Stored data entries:
• • • • •
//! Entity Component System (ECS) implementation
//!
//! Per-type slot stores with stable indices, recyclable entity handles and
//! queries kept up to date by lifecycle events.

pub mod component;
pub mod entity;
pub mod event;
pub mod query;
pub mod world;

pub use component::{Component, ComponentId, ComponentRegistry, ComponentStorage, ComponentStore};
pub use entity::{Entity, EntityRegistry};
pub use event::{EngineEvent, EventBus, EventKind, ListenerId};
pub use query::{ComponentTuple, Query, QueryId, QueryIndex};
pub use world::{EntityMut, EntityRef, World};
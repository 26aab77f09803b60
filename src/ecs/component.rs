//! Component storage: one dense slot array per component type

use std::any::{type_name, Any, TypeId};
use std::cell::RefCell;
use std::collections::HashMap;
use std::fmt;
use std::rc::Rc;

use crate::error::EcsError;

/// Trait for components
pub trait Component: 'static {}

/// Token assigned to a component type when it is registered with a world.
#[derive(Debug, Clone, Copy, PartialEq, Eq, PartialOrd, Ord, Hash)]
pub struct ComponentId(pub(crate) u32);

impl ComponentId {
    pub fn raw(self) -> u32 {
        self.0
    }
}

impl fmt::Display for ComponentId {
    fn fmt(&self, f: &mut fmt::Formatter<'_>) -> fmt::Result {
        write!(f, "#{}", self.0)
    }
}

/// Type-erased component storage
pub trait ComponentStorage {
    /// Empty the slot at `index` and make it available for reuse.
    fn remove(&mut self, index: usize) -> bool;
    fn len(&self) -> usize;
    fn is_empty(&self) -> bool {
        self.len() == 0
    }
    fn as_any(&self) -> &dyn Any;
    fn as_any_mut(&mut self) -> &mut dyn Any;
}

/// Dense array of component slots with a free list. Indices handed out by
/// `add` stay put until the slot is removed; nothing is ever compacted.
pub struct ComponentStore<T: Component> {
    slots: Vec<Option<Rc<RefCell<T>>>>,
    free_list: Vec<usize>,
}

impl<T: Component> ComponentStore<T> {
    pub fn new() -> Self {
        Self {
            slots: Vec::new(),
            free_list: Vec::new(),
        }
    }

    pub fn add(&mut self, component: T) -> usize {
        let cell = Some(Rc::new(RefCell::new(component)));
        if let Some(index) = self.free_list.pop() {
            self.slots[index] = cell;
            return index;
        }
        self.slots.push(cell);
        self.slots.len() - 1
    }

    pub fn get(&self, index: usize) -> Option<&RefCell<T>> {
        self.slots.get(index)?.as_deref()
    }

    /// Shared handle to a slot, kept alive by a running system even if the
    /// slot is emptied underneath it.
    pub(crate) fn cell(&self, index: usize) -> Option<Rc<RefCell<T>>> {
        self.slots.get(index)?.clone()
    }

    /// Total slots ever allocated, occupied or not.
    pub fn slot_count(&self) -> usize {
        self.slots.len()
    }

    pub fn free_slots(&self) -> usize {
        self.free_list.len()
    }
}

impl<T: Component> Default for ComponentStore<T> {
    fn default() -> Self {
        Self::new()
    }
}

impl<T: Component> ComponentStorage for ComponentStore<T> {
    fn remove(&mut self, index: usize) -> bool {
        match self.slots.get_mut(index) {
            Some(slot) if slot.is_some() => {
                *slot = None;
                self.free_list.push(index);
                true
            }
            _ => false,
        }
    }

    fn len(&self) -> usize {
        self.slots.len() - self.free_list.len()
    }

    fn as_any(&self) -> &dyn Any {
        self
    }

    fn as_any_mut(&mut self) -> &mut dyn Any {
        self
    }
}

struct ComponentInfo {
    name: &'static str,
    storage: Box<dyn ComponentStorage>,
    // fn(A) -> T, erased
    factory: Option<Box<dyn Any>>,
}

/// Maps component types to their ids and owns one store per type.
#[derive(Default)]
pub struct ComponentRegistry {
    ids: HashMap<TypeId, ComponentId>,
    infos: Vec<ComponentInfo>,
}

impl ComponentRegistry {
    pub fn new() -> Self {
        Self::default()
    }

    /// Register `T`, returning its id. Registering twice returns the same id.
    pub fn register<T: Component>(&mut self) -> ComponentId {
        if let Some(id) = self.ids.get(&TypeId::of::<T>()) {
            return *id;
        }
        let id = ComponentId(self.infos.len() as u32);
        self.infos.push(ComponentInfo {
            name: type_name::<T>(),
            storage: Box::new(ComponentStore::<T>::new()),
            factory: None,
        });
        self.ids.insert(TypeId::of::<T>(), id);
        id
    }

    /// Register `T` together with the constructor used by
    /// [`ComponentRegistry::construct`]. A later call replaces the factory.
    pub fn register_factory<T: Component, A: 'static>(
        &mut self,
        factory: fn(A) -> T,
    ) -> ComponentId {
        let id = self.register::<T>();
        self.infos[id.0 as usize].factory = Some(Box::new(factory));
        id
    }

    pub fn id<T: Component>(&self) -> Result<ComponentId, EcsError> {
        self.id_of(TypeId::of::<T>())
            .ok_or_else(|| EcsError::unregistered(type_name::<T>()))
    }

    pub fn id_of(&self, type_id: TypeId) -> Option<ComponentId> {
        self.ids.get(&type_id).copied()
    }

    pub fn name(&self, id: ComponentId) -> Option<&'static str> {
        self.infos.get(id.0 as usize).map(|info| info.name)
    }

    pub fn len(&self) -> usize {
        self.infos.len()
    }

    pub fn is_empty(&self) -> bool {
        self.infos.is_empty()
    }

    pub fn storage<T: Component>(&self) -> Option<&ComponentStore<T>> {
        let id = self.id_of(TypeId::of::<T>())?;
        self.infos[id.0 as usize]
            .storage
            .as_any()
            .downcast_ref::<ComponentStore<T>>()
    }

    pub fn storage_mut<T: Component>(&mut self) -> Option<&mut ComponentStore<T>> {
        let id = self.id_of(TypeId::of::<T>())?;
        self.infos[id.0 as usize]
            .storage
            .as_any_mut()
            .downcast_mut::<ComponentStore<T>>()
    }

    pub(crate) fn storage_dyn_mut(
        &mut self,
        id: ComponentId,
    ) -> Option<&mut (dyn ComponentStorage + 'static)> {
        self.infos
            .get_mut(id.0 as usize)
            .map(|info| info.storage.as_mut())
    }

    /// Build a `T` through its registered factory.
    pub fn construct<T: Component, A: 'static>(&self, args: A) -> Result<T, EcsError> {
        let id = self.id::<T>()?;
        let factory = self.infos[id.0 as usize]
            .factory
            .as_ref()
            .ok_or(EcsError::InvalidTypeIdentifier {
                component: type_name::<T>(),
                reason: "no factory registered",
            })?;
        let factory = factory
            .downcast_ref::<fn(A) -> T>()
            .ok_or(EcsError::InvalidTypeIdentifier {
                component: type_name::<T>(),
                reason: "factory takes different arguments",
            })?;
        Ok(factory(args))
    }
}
• • • • •
When a line in the data holds the word "ComponentRegistry", show that line.

▸ Solved exercise
pub use component::{Component, ComponentId, ComponentRegistry, ComponentStorage, ComponentStore};
pub struct ComponentRegistry {
impl ComponentRegistry {
    /// [`ComponentRegistry::construct`]. A later call replaces the factory.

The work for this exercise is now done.